Konjugatimpfstoffe sind Subunitimpfstoffe, bei denen die Erregermoleküle nicht direkt in den Impfstoff eingebracht, sondern zuvor an Proteine gebunden werden, die eine Trägersubstanz darstellen. Diese so genannten Konjugate erzielen eine stärkere Immunreaktion und einen länger anhaltenden Schutz als das Antigen allein. Beispiele sind Impfstoffe gegen Hirnhaut- und Lungenentzündung.
VLP-Impfstoffe enthalten Virus-like Particles. Das bedeutet, dass die Antigene nicht einfach ungeordnet im Impfstoff gelöst sind, sondern sich mit weiteren Molekülen zu kleinen Gebilden zusammengelagert haben, die wie Viren aussehen, aber nicht vermehrungsfähig sind. Beispiele sind die Vakzine gegen humanen Papillomviren (HPV).
Genbasierte Impfstoffe
Bei Lebend- und Totimpfstoffen werden dem Körper die abgeschwächten Erreger oder Erregerantigene mit dem Impfstoff zugeführt. Bei genbasierten Impfstoffen müssen Körperzellen hingegen ein Antigen selbst herstellen, nachdem ihm das entsprechende Gen mit dem Impfstoff appliziert wurde.

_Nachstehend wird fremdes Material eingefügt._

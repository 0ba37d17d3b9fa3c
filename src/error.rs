use crate::{ConfigError, Origin, ValidationProblem};
use std::fmt::{Display, Formatter};

impl ConfigError {
    pub(crate) fn parse(origin: Origin, message: String) -> Self {
        ConfigError::Parse { origin, message }
    }

    pub(crate) fn wrong_type(origin: &Origin, path: &str, expected: &str, got: &str) -> Self {
        ConfigError::WrongType {
            origin: origin.clone(),
            message: format!("{} has type {} rather than {}", path, got, expected),
        }
    }

    pub(crate) fn not_resolved(detail: &str) -> Self {
        ConfigError::NotResolved {
            message: format!(
                "need to call resolve() on the Config before using it: {}",
                detail
            ),
        }
    }
}

impl Display for ConfigError {
    fn fmt(&self, f: &mut Formatter<'_>) -> std::fmt::Result {
        match self {
            ConfigError::Parse { origin, message } => {
                write!(f, "{}: {}", origin.description(), message)
            }
            ConfigError::UnresolvedSubstitution { origin, message } => {
                write!(f, "{}: {}", origin.description(), message)
            }
            ConfigError::Missing { path } => {
                write!(f, "No configuration setting found for key '{}'", path)
            }
            ConfigError::Null { path, expected } => {
                write!(
                    f,
                    "Configuration key '{}' is set to null but expected {}",
                    path, expected
                )
            }
            ConfigError::WrongType { origin, message } => {
                write!(f, "{}: {}", origin.description(), message)
            }
            ConfigError::BadValue {
                origin,
                path,
                message,
            } => {
                write!(
                    f,
                    "{}: Invalid value at '{}': {}",
                    origin.description(),
                    path,
                    message
                )
            }
            ConfigError::BadPath { path, message } => {
                write!(f, "Invalid path '{}': {}", path, message)
            }
            ConfigError::Io { message } => write!(f, "{}", message),
            ConfigError::FileNotFound { path } => write!(f, "file not found: {}", path),
            ConfigError::NotResolved { message } => write!(f, "{}", message),
            ConfigError::ValidationFailed { problems } => {
                let mut first = true;
                for p in problems {
                    if !first {
                        write!(f, ", ")?;
                    }
                    write!(f, "{}", p)?;
                    first = false;
                }
                Ok(())
            }
        }
    }
}

impl std::error::Error for ConfigError {}

impl ValidationProblem {
    pub fn new(path: String, origin: Origin, problem: String) -> Self {
        Self {
            path,
            origin,
            problem,
        }
    }
}

impl Display for ValidationProblem {
    fn fmt(&self, f: &mut Formatter<'_>) -> std::fmt::Result {
        write!(
            f,
            "{}: {}: {}",
            self.origin.description(),
            self.path,
            self.problem
        )
    }
}
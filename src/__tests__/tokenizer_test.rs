use crate::tokenizer::tokenize;
use crate::util::Code;
use crate::{Syntax, Token};

fn tokens(text: &str) -> Vec<Token> {
    let code = Code::new(text);
    tokenize(&code, Syntax::Hocon)
        .into_iter()
        .map(|lex| lex.token)
        .collect()
}

#[test]
pub fn basic_tokens_test() {
    assert_eq!(
        tokens("{ a : 1 }"),
        vec![
            Token::Start,
            Token::OpenBrace,
            Token::UnquotedText("a".to_string()),
            Token::EqualsOrColon,
            Token::Int {
                value: 1,
                raw: "1".to_string()
            },
            Token::CloseBrace,
            Token::End,
        ]
    );
}

#[test]
pub fn number_classification_test() {
    match &tokens("a : 2147483648")[3] {
        Token::Long { value, .. } => assert_eq!(*value, 2147483648),
        other => panic!("expected Long, got {:?}", other),
    }
    match &tokens("a : 1.5e3")[3] {
        Token::Double { value, raw } => {
            assert_eq!(*value, 1500.0);
            assert_eq!(raw, "1.5e3");
        }
        other => panic!("expected Double, got {:?}", other),
    }
    // a failed number parse falls back to unquoted text
    match &tokens("a : 1.2.3")[3] {
        Token::UnquotedText(s) => assert_eq!(s, "1.2.3"),
        other => panic!("expected UnquotedText, got {:?}", other),
    }
}

#[test]
pub fn whitespace_between_simple_values_test() {
    // the space between two simple values is kept for concatenation
    let toks = tokens("a : true foo");
    assert_eq!(toks[4], Token::UnquotedText(" ".to_string()));
    // the space before a bracket is not
    let toks = tokens("a : [1] [2]");
    assert!(!toks.iter().any(|t| t.is_whitespace_text()));
}

#[test]
pub fn newline_token_carries_line_test() {
    let toks = tokens("a : 1\nb : 2");
    assert!(toks.contains(&Token::Newline(1)));
}

#[test]
pub fn comment_tokens_test() {
    let toks = tokens("# hello\na : 1 // trailing");
    assert_eq!(toks[1], Token::Comment(" hello".to_string()));
    assert_eq!(toks.last(), Some(&Token::End));
    assert!(toks.contains(&Token::Comment(" trailing".to_string())));
}

#[test]
pub fn quoted_string_escapes_test() {
    match &tokens(r#"a : "x\n\tA\"" "#)[3] {
        Token::QuotedString { value, .. } => assert_eq!(value, "x\n\tA\""),
        other => panic!("expected QuotedString, got {:?}", other),
    }
}

#[test]
pub fn substitution_token_test() {
    match &tokens("a : ${x.y}")[3] {
        Token::Substitution { optional, tokens } => {
            assert!(!optional);
            assert_eq!(tokens.len(), 1);
            assert_eq!(tokens[0].token, Token::UnquotedText("x.y".to_string()));
        }
        other => panic!("expected Substitution, got {:?}", other),
    }
    match &tokens("a : ${?x}")[3] {
        Token::Substitution { optional, .. } => assert!(optional),
        other => panic!("expected Substitution, got {:?}", other),
    }
}

#[test]
pub fn reserved_character_is_problem_test() {
    let toks = tokens("a : @b");
    assert!(toks.iter().any(|t| matches!(t, Token::Problem(message) if message.contains("Reserved character"))));
}

#[test]
pub fn unterminated_string_is_problem_test() {
    let toks = tokens("a : \"oops\nb : 1");
    assert!(toks.iter().any(|t| matches!(t, Token::Problem(_))));
}

#[test]
pub fn plus_equals_token_test() {
    assert!(tokens("a += 1").contains(&Token::PlusEquals));
}

#[test]
pub fn log_label_assigned_once_test() {
    use crate::tokenizer::Tokenizer;
    use crate::util::Log;

    let code = Code::new("a : 1");
    let tokenizer = Tokenizer::new(&code, Syntax::Hocon);
    tokenizer.set_log(Log::Success("tokens")).unwrap();
    match tokenizer.set_log(Log::Verbose("tokens-again")) {
        Err(message) => assert!(message.contains("already assigned"), "{}", message),
        Ok(()) => panic!("expected the second log assignment to fail"),
    }
    let toks = tokenizer.tokenize();
    assert_eq!(toks.last().map(|lex| lex.token.clone()), Some(Token::End));
}

#[test]
pub fn json_flavor_rejects_extensions_test() {
    let code = Code::new("{\"a\" = 1}");
    let toks = tokenize(&code, Syntax::Json);
    assert!(toks
        .iter()
        .any(|lex| matches!(&lex.token, Token::Problem(message) if message.contains("'='"))));

    let code = Code::new("{\"a\" : ${b}}");
    let toks = tokenize(&code, Syntax::Json);
    assert!(toks
        .iter()
        .any(|lex| matches!(&lex.token, Token::Problem(message) if message.contains("substitutions"))));

    let code = Code::new("{\"a\" : 1} # no comments");
    let toks = tokenize(&code, Syntax::Json);
    assert!(toks
        .iter()
        .any(|lex| matches!(&lex.token, Token::Problem(message) if message.contains("Comments"))));
}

mRNA-Impfstoffe enthalten hingegen keine Viren, sondern nur das betreffende Erreger-Gen in Form sogenannter Messenger-RNA (Boten-Ribonukleinsäure). Die mRNA-Impfstoffe gegen Covid-19 enthalten die mRNA der sogenannten Spike-Proteine, die sich auf der Hülle des Coronavirus befinden. Nach der Impfung mit der mRNA, die in eine Fetthülle verpackt ist, lesen die Körperzellen den Bauplan aus und stellen die Spike-Proteine her. Das Immunsystem erkennt diese Proteine als fremd und produziert spezifische Antikörper. Damit ist das Immunsystem im Falle einer Infektion mit dem echten Virus gewappnet und kann sofort die Abwehrreaktion starten.

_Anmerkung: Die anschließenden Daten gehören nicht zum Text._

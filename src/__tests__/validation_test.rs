use crate::{Config, ConfigError};

fn parse_resolved(text: &str) -> Config {
    match Config::parse_string(text).and_then(|c| c.resolve()) {
        Ok(conf) => conf,
        Err(err) => panic!("failed to prepare {:?}: {}", text, err),
    }
}

fn problems_of(result: Result<(), ConfigError>) -> Vec<crate::ValidationProblem> {
    match result {
        Err(ConfigError::ValidationFailed { problems }) => problems,
        other => panic!("expected ValidationFailed, got {:?}", other),
    }
}

#[test]
pub fn valid_config_passes_test() {
    let reference = parse_resolved("a : { b : 1 }, c : [1, 2], d : hello");
    let subject = parse_resolved("a : { b : 100 }, c : [9], d : world, extra : ok");
    if let Err(err) = subject.check_valid(&reference, &[]) {
        panic!("expected valid, got {}", err);
    }
}

#[test]
pub fn missing_setting_is_reported_test() {
    let reference = parse_resolved("a : { b : 1 }");
    let subject = parse_resolved("a : {}");
    let problems = problems_of(subject.check_valid(&reference, &[]));
    assert_eq!(problems.len(), 1);
    assert_eq!(problems[0].path, "a.b");
    assert!(problems[0].problem.contains("No setting"), "{}", problems[0].problem);
    assert!(problems[0].problem.contains("number"), "{}", problems[0].problem);
}

#[test]
pub fn wrong_type_is_reported_at_leaf_test() {
    let reference = parse_resolved("a : { b : { c : { d : { e : { f : { g : false } } } } } }");
    let subject = parse_resolved("a : { b : { c : { d : { e : { f : { g : 10 } } } } } }");
    let problems = problems_of(subject.check_valid(&reference, &[]));
    assert_eq!(problems.len(), 1);
    assert_eq!(problems[0].path, "a.b.c.d.e.f.g");
    assert!(
        problems[0].problem.contains("expecting: boolean got: number"),
        "{}",
        problems[0].problem
    );
    // the line number of the subject's leaf
    assert_eq!(problems[0].origin.line(), 1);
}

#[test]
pub fn numeric_types_are_interchangeable_test() {
    let reference = parse_resolved("a : 1");
    let subject = parse_resolved("a : 1.5");
    if let Err(err) = subject.check_valid(&reference, &[]) {
        panic!("expected valid, got {}", err);
    }
}

#[test]
pub fn null_in_reference_requires_nothing_test() {
    let reference = parse_resolved("a : null, b : 1");
    let subject = parse_resolved("b : 2");
    if let Err(err) = subject.check_valid(&reference, &[]) {
        panic!("expected valid, got {}", err);
    }
}

#[test]
pub fn wrong_list_element_type_is_reported_test() {
    let reference = parse_resolved("a : [1, 2, 3]");
    let subject = parse_resolved("a : [1, two, 3]");
    let problems = problems_of(subject.check_valid(&reference, &[]));
    assert_eq!(problems.len(), 1);
    assert_eq!(problems[0].path, "a");
    assert!(
        problems[0].problem.contains("list of number"),
        "{}",
        problems[0].problem
    );
}

#[test]
pub fn heterogeneous_reference_list_only_requires_a_list_test() {
    let reference = parse_resolved("a : [1, two]");
    let subject = parse_resolved("a : [true]");
    if let Err(err) = subject.check_valid(&reference, &[]) {
        panic!("expected valid, got {}", err);
    }
}

#[test]
pub fn multiple_problems_sorted_by_line_test() {
    let reference = parse_resolved("a : 1\nb : hello\nc : { d : true }");
    let subject = parse_resolved("a : one\nb : 2\nc : { }");
    let problems = problems_of(subject.check_valid(&reference, &[]));
    assert_eq!(problems.len(), 3);
    assert_eq!(problems[0].path, "a");
    assert_eq!(problems[1].path, "b");
    assert_eq!(problems[2].path, "c.d");
}

#[test]
pub fn restrict_to_paths_test() {
    let reference = parse_resolved("a : 1, b : hello");
    let subject = parse_resolved("a : one, b : 2");
    // only problems under the restricted path are reported
    let problems = problems_of(subject.check_valid(&reference, &["a"]));
    assert_eq!(problems.len(), 1);
    assert_eq!(problems[0].path, "a");
}

#[test]
pub fn unresolved_subject_is_rejected_test() {
    let reference = parse_resolved("a : 1");
    let subject = Config::parse_string("a : ${x}, x : 1").unwrap();
    match subject.check_valid(&reference, &[]) {
        Err(ConfigError::NotResolved { .. }) => {}
        other => panic!("expected NotResolved, got {:?}", other),
    }
}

Für Vektor-Impfstoffe wird im Labor eine genetische Sequenz des betreffenden Erregers (z.B. der Coronaviren) harmlosen, nicht krankmachenden Trägerviren mitgegeben. Die befallene Zelle produziert das Erregerantigen, was zur Immunreaktion beim Geimpften führt. Das Erbgut der befallenen Zellen wird dabei nicht verändert. Vektorviren-Impfstoffe werden gegen Dengue-Fieber, Ebola und Covid-19 eingesetzt.